I look up and take the baby sling that Niall offers me. Fixing it, I take Cora and settle her in. She peeps over the top, her eyes bright and curious, looking at everything. I stroke her soft cheek and adjust her bobble hat so it’s covering her ears. Then with one hand under her rump to support her, I look at Niall.
He’s dressed in another pair of those gorgeous form-fitting black running tights and a black running shirt under a long-sleeved orange t-shirt advertising the run. The material clings to the bulging muscles on his arms and he glows with the last vestiges of his tan from summer. He spends so long outdoors that his colour never really goes, although he insists it’s windburn most of the time. His white-blond hair shines palelyin the watery sunlight and although he brushed it down firmly before we left, strands are already drifting around his face like the gold that Rumpelstiltskin wanted spun.

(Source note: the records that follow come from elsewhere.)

//! Two-case result of a single attempt.

use crate::fault::Fault;

/// What one invocation of a wrapped action produced.
///
/// Classification, retry callbacks and fallback callbacks all consume an
/// `Outcome`, so "the action failed" and "the action returned a bad value"
/// travel through the same code path.
#[derive(Debug, Clone)]
pub enum Outcome<R> {
    /// The action returned a value.
    Ok(R),
    /// The action raised a fault.
    Faulted(Fault),
}

impl<R> Outcome<R> {
    /// Capture an action's return value.
    pub fn from_result(result: Result<R, Fault>) -> Self {
        match result {
            Ok(value) => Outcome::Ok(value),
            Err(fault) => Outcome::Faulted(fault),
        }
    }

    /// Convert back into a `Result`.
    pub fn into_result(self) -> Result<R, Fault> {
        match self {
            Outcome::Ok(value) => Ok(value),
            Outcome::Faulted(fault) => Err(fault),
        }
    }

    /// Whether the action returned a value.
    pub fn is_ok(&self) -> bool {
        matches!(self, Outcome::Ok(_))
    }

    /// Whether the action raised a fault.
    pub fn is_faulted(&self) -> bool {
        matches!(self, Outcome::Faulted(_))
    }

    /// The returned value, if any.
    pub fn result(&self) -> Option<&R> {
        match self {
            Outcome::Ok(value) => Some(value),
            Outcome::Faulted(_) => None,
        }
    }

    /// The raised fault, if any.
    pub fn fault(&self) -> Option<&Fault> {
        match self {
            Outcome::Ok(_) => None,
            Outcome::Faulted(fault) => Some(fault),
        }
    }

    /// Map the success value, keeping faults untouched.
    pub fn map<U, F>(self, f: F) -> Outcome<U>
    where
        F: FnOnce(R) -> U,
    {
        match self {
            Outcome::Ok(value) => Outcome::Ok(f(value)),
            Outcome::Faulted(fault) => Outcome::Faulted(fault),
        }
    }
}

impl<R> From<Result<R, Fault>> for Outcome<R> {
    fn from(result: Result<R, Fault>) -> Self {
        Outcome::from_result(result)
    }
}

#[cfg(test)]
mod tests {
    use super::*;

    #[test]
    fn test_ok_outcome_accessors() {
        let outcome: Outcome<u32> = Outcome::from_result(Ok(7));

        assert!(outcome.is_ok());
        assert!(!outcome.is_faulted());
        assert_eq!(outcome.result(), Some(&7));
        assert!(outcome.fault().is_none());
        assert_eq!(outcome.map(|v| v * 2).into_result().unwrap(), 14);
    }

    #[test]
    fn test_faulted_outcome_keeps_fault_identity() {
        let fault = Fault::msg("broken pipe");
        let outcome: Outcome<u32> = Err(fault.clone()).into();

        assert!(outcome.is_faulted());
        assert!(outcome.result().is_none());
        assert!(outcome.fault().is_some_and(|f| f.ptr_eq(&fault)));

        let mapped = outcome.map(|v| v.to_string());
        assert!(mapped.into_result().unwrap_err().ptr_eq(&fault));
    }
}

He’s stretching his legs and doing runner things that I have no idea about, because the only time I’d run anywhere was if a lion was chasing me and I’d still hope the lion had a defibrillator after I’d gone a few steps. However, I don’t have to know what he’s doing to appreciate it, and I lean against the car, glad for my sunglasses and hoping they cover up my covert observation of his long, lean body.
“You okay?” he asks, a smile playing around his full lips. “You look a little flushed, and is that a bit of drool?”
Okay, they didn’t cover it up and it obviously wasn’t covert.
I flush harder. “I’m fine,” I say in a hopefully nonchalant manner. “Just waiting to feel human. And don’t be so big headed,” I chide. “People dribble for many reasons.”
“Babies and old people, mainly.”
“And for good food.”
“Hmm. So, what food am I?”
Steak,I think. “Soggy toast,” I say.